_The problem_. Hunt through the entries for the word "contains" and copy each line in which it appears.
Records supplied START
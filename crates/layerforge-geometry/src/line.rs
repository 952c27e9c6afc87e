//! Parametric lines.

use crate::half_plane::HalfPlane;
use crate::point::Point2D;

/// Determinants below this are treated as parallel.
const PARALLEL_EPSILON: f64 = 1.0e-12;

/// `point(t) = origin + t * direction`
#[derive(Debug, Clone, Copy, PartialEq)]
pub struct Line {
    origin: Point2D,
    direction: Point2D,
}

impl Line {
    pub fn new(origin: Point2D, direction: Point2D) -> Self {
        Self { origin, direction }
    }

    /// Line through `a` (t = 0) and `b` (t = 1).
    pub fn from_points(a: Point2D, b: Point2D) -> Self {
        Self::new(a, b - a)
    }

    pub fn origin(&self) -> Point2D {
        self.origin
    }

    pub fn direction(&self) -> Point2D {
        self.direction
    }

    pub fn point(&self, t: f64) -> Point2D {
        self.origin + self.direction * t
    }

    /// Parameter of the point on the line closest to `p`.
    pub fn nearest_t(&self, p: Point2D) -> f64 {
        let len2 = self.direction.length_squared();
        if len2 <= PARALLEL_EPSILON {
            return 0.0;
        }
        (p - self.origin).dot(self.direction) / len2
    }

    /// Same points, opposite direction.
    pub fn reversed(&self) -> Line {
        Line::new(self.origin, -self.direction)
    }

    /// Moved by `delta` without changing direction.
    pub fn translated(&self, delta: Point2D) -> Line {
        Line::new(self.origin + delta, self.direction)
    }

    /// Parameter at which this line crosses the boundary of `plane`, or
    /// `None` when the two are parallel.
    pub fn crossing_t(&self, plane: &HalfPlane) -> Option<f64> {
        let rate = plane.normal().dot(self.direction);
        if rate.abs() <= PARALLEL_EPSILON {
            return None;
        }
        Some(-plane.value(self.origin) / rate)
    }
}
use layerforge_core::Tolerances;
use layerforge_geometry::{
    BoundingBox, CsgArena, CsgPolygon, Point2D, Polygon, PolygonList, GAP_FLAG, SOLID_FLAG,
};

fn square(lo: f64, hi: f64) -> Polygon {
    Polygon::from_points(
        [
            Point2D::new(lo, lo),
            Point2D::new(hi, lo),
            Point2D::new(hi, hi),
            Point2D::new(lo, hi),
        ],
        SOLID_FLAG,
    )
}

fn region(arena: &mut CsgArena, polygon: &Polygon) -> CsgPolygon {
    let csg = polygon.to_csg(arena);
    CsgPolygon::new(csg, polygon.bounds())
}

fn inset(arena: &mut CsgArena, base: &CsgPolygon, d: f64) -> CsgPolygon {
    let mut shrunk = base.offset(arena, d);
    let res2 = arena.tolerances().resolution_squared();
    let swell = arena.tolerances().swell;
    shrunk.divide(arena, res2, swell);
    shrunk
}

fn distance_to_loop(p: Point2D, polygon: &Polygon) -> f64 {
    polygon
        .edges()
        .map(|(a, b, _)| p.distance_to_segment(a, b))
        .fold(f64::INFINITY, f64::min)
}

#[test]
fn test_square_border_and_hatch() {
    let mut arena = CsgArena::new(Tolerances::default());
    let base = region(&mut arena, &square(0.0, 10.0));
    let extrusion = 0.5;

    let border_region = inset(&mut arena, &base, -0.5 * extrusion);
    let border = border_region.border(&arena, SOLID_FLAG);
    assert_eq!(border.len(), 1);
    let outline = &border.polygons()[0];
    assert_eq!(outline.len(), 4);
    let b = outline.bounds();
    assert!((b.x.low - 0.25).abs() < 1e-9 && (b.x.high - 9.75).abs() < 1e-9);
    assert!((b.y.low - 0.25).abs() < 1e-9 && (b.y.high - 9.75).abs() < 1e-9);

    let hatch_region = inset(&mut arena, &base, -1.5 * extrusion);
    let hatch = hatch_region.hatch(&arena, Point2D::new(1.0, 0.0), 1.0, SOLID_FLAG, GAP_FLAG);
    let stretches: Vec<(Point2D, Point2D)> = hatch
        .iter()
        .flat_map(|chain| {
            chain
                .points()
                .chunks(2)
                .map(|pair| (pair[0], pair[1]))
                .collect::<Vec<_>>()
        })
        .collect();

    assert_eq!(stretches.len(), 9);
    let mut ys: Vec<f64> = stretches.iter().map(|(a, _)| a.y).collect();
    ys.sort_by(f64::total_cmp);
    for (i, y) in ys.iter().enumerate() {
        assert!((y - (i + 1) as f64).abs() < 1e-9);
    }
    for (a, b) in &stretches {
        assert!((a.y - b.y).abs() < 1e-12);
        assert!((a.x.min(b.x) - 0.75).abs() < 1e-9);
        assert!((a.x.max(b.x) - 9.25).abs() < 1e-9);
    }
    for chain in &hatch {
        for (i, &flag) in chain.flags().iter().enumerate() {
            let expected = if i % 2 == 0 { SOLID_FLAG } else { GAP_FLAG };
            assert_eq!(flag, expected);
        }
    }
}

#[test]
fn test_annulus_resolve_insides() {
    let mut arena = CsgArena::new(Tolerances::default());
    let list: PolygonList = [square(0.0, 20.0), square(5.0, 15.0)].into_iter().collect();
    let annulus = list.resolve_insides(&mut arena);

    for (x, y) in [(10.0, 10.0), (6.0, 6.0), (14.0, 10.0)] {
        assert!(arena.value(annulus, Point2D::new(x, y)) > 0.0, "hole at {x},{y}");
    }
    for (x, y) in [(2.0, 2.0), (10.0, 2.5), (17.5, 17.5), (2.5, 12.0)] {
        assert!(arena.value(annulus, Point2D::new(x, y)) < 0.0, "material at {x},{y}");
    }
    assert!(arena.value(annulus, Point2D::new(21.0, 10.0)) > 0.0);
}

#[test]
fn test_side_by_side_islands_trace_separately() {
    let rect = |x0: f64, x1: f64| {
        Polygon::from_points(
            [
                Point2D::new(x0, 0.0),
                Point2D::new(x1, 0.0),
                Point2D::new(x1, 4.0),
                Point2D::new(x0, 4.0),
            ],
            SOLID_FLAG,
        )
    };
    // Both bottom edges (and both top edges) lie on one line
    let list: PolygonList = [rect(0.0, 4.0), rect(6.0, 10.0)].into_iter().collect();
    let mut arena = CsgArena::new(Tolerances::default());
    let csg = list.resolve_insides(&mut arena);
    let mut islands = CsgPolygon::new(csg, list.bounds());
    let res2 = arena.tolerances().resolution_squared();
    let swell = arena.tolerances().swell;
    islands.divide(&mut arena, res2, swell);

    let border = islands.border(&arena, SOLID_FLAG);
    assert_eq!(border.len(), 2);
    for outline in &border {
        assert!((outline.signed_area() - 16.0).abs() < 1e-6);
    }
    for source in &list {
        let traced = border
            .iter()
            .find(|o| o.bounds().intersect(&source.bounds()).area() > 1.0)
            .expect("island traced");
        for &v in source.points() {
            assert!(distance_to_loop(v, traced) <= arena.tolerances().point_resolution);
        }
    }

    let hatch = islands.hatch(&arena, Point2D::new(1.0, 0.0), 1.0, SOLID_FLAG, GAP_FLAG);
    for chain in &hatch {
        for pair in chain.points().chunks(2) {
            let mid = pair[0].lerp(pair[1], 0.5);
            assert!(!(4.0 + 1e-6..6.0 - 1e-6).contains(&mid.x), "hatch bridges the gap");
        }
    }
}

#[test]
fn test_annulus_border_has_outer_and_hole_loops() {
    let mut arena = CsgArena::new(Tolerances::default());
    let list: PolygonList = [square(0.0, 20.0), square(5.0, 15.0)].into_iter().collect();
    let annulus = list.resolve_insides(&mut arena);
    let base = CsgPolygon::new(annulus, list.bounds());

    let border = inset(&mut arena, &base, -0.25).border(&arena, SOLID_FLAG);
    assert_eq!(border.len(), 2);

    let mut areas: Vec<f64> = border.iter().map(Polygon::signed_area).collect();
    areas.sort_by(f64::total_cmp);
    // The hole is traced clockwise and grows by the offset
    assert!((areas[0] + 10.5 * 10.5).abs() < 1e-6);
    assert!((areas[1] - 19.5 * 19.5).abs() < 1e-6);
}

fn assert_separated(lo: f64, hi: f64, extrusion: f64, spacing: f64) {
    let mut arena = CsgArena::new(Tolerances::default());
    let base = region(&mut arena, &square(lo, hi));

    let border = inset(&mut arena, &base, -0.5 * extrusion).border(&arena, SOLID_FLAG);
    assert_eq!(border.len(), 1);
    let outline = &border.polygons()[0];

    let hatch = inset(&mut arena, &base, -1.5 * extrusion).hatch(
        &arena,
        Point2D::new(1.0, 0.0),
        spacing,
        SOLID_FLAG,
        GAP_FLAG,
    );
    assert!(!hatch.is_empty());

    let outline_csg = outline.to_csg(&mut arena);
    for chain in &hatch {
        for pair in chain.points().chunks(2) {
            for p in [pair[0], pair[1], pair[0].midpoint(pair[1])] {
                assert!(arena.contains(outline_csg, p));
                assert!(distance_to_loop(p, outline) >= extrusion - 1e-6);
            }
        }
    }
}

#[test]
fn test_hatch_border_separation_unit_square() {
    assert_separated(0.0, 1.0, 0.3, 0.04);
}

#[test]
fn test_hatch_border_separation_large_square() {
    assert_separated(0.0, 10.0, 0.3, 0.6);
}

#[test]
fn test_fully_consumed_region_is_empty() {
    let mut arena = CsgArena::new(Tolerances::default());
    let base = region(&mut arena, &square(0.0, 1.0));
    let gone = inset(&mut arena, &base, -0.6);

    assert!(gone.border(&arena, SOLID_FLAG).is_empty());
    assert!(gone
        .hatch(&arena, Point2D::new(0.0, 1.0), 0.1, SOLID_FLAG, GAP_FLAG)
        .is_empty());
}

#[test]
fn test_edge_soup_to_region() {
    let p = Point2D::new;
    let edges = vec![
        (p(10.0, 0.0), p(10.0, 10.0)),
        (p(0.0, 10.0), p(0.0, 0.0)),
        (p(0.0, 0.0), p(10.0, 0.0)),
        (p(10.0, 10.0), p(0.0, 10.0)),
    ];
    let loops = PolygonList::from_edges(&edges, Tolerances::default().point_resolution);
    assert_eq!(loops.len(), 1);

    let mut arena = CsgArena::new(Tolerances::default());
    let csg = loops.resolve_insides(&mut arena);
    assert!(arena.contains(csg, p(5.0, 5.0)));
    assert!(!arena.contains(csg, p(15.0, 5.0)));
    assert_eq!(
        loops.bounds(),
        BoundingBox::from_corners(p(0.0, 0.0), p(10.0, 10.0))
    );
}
Records supplied END
Records supplied START
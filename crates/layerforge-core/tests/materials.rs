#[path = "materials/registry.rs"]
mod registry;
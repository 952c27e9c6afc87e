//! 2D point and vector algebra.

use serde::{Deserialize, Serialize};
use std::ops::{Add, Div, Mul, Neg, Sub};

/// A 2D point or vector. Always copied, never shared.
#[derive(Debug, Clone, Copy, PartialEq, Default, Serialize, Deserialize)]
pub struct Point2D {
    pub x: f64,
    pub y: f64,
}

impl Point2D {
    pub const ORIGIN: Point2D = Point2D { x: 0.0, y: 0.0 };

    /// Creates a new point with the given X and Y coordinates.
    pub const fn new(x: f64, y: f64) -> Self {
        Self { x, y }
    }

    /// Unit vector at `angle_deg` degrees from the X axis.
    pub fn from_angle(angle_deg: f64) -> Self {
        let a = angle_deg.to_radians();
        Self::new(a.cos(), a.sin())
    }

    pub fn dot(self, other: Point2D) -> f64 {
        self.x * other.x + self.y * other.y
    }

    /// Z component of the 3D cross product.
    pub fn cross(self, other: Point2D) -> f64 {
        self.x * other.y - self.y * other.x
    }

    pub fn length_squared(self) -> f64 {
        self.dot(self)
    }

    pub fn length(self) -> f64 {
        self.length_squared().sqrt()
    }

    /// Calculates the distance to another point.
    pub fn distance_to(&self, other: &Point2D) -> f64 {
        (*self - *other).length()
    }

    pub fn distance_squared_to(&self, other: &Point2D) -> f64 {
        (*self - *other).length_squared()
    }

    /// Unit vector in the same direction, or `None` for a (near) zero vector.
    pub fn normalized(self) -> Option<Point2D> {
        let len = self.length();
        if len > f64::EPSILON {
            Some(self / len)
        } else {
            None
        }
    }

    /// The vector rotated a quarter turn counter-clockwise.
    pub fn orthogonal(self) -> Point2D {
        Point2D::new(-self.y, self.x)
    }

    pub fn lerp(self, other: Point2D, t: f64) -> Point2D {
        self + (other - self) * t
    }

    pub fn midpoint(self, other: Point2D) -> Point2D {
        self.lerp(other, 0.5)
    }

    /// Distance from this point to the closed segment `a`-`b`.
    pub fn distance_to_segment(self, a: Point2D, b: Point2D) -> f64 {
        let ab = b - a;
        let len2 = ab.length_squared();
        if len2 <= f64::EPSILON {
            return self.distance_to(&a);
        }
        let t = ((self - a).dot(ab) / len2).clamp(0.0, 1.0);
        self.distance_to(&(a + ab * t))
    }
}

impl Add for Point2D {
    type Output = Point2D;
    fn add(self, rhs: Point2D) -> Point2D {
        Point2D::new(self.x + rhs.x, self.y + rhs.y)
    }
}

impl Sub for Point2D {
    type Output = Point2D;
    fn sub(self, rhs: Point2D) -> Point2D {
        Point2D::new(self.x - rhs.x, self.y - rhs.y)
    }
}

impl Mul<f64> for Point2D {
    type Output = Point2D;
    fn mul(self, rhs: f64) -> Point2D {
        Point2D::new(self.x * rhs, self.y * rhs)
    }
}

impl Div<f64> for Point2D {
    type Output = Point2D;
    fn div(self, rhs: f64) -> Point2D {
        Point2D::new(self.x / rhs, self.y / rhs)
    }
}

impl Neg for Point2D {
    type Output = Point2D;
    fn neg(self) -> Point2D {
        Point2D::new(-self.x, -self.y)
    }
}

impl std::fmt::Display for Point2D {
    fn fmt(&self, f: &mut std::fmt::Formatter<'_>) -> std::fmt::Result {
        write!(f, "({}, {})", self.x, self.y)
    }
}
Records supplied END
_Answer section_.
            assert!(!(4.0 + 1e-6..6.0 - 1e-6).contains(&mid.x), "hatch bridges the gap");
                assert!(arena.contains(outline_csg, p));
    assert!(arena.contains(csg, p(5.0, 5.0)));
    assert!(!arena.contains(csg, p(15.0, 5.0)));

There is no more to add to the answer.